The district court’s grant of qualified immunity is reversed. There are factual disputes for trial that the shooting death of plaintiff’s decedent was unreasonable because he presented no threat and was shot without warning. Calonge v. City of San Jose, 2024 U.S. App. LEXIS 13912 (9th Cir. June 7, 2024):

The panel noted that this case is unusual in that other officers on the scene contradicted key facts asserted by Officer Carboni. Construing the facts in the light most favorable to plaintiff Rosalina Calonge, the panel concluded that a reasonable jury could decide that Officer Carboni violated Calonge’s Fourth Amendment right to be free from excessive force.
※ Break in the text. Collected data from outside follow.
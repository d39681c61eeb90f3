use crate::database::DbError;
use crate::database::interaction::{ReportReason, UploadComment, UploadReport};
use chrono::{DateTime, Utc};
use sqlx::{Executor, Sqlite};

const COMMENT_COLUMNS: &str = r"
    c.id, c.upload_id, c.author_id, u.name AS author_name, c.content, c.parent_id,
    c.is_approved, c.created_at, c.updated_at
";

pub struct InteractionStore;

impl InteractionStore {
    //================================================================================
    // Likes
    //================================================================================

    /// Removes a user's like. Returns whether a like existed.
    pub async fn delete_like(
        executor: impl Executor<'_, Database = Sqlite>,
        upload_id: &str,
        user_id: i64,
    ) -> Result<bool, DbError> {
        let result = sqlx::query("DELETE FROM upload_like WHERE upload_id = ?1 AND user_id = ?2")
            .bind(upload_id)
            .bind(user_id)
            .execute(executor)
            .await?;
        Ok(result.rows_affected() > 0)
    }

    pub async fn insert_like(
        executor: impl Executor<'_, Database = Sqlite>,
        upload_id: &str,
        user_id: i64,
        now: DateTime<Utc>,
    ) -> Result<(), DbError> {
        sqlx::query("INSERT INTO upload_like (upload_id, user_id, created_at) VALUES (?1, ?2, ?3)")
            .bind(upload_id)
            .bind(user_id)
            .bind(now)
            .execute(executor)
            .await?;
        Ok(())
    }

    pub async fn has_liked(
        executor: impl Executor<'_, Database = Sqlite>,
        upload_id: &str,
        user_id: i64,
    ) -> Result<bool, DbError> {
        Ok(sqlx::query_scalar::<_, bool>(
            "SELECT EXISTS (SELECT 1 FROM upload_like WHERE upload_id = ?1 AND user_id = ?2)",
        )
        .bind(upload_id)
        .bind(user_id)
        .fetch_one(executor)
        .await?)
    }

    //================================================================================
    // Comments
    //================================================================================

    pub async fn insert_comment(
        executor: impl Executor<'_, Database = Sqlite>,
        upload_id: &str,
        author_id: i64,
        content: &str,
        parent_id: Option<i64>,
        now: DateTime<Utc>,
    ) -> Result<i64, DbError> {
        Ok(sqlx::query_scalar::<_, i64>(
            r"
            INSERT INTO upload_comment (upload_id, author_id, content, parent_id, created_at, updated_at)
            VALUES (?1, ?2, ?3, ?4, ?5, ?5)
            RETURNING id
            ",
        )
        .bind(upload_id)
        .bind(author_id)
        .bind(content)
        .bind(parent_id)
        .bind(now)
        .fetch_one(executor)
        .await?)
    }

    pub async fn find_comment(
        executor: impl Executor<'_, Database = Sqlite>,
        comment_id: i64,
    ) -> Result<Option<UploadComment>, DbError> {
        let query = format!(
            "SELECT {COMMENT_COLUMNS} FROM upload_comment c JOIN app_user u ON u.id = c.author_id WHERE c.id = ?1"
        );
        Ok(sqlx::query_as::<_, UploadComment>(&query)
            .bind(comment_id)
            .fetch_optional(executor)
            .await?)
    }

    /// Lists comments on an upload, oldest first.
    pub async fn list_comments(
        executor: impl Executor<'_, Database = Sqlite>,
        upload_id: &str,
        include_unapproved: bool,
    ) -> Result<Vec<UploadComment>, DbError> {
        let query = format!(
            r"
            SELECT {COMMENT_COLUMNS}
            FROM upload_comment c
            JOIN app_user u ON u.id = c.author_id
            WHERE c.upload_id = ?1 AND (?2 OR c.is_approved)
            ORDER BY c.created_at, c.id
            "
        );
        Ok(sqlx::query_as::<_, UploadComment>(&query)
            .bind(upload_id)
            .bind(include_unapproved)
            .fetch_all(executor)
            .await?)
    }

    //================================================================================
    // Reports
    //================================================================================

    /// Files a report. Fails with `DbError::UniqueViolation` when the reporter
    /// already reported this upload.
    pub async fn insert_report(
        executor: impl Executor<'_, Database = Sqlite>,
        upload_id: &str,
        reporter_id: i64,
        reason: ReportReason,
        description: &str,
        now: DateTime<Utc>,
    ) -> Result<UploadReport, DbError> {
        Ok(sqlx::query_as::<_, UploadReport>(
            r"
            INSERT INTO upload_report (upload_id, reporter_id, reason, description, created_at)
            VALUES (?1, ?2, ?3, ?4, ?5)
            RETURNING *
            ",
        )
        .bind(upload_id)
        .bind(reporter_id)
        .bind(reason)
        .bind(description)
        .bind(now)
        .fetch_one(executor)
        .await?)
    }

    pub async fn find_report(
        executor: impl Executor<'_, Database = Sqlite>,
        report_id: i64,
    ) -> Result<Option<UploadReport>, DbError> {
        Ok(
            sqlx::query_as::<_, UploadReport>("SELECT * FROM upload_report WHERE id = ?1")
                .bind(report_id)
                .fetch_optional(executor)
                .await?,
        )
    }

    /// Lists the reports filed against uploads of an album, newest first.
    pub async fn list_reports_for_album(
        executor: impl Executor<'_, Database = Sqlite>,
        album_id: &str,
        include_resolved: bool,
    ) -> Result<Vec<UploadReport>, DbError> {
        Ok(sqlx::query_as::<_, UploadReport>(
            r"
            SELECT r.*
            FROM upload_report r
            JOIN upload u ON u.id = r.upload_id
            WHERE u.album_id = ?1 AND (?2 OR NOT r.is_resolved)
            ORDER BY r.created_at DESC, r.id DESC
            ",
        )
        .bind(album_id)
        .bind(include_resolved)
        .fetch_all(executor)
        .await?)
    }

    pub async fn resolve_report(
        executor: impl Executor<'_, Database = Sqlite>,
        report_id: i64,
        resolved_by: i64,
        now: DateTime<Utc>,
    ) -> Result<UploadReport, DbError> {
        Ok(sqlx::query_as::<_, UploadReport>(
            r"
            UPDATE upload_report
            SET is_resolved = 1, resolved_by = ?1, resolved_at = ?2
            WHERE id = ?3
            RETURNING *
            ",
        )
        .bind(resolved_by)
        .bind(now)
        .bind(report_id)
        .fetch_one(executor)
        .await?)
    }
}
The panel resolved three disputed facts in plaintiff’s favor for purposes of the appeal: (1) Calonge was not drawing his gun or otherwise making a threatening gesture when Officer Carboni shot him; (2) there were no bystanders in Calonge’s vicinity when he was shot; and (3) officers did not instruct Calonge to get on the ground or otherwise stop. The totality of the circumstances did not justify deadly force. A reasonable jury could conclude that Calonge did not pose an immediate threat and was not fleeing arrest. Officers were not responding to the commission of a serious crime, and Calonge was not non-compliant, given the officers’ conflicting commands about what to do with the gun.

It would have been clear to a reasonable officer in Carboni’s position at the time that shooting Calonge was unlawful. It was clearly established that when a man is walking down the street carrying a gun in his waistband, posing no immediate threat, police officers may not shout conflicting commands at him and then kill him.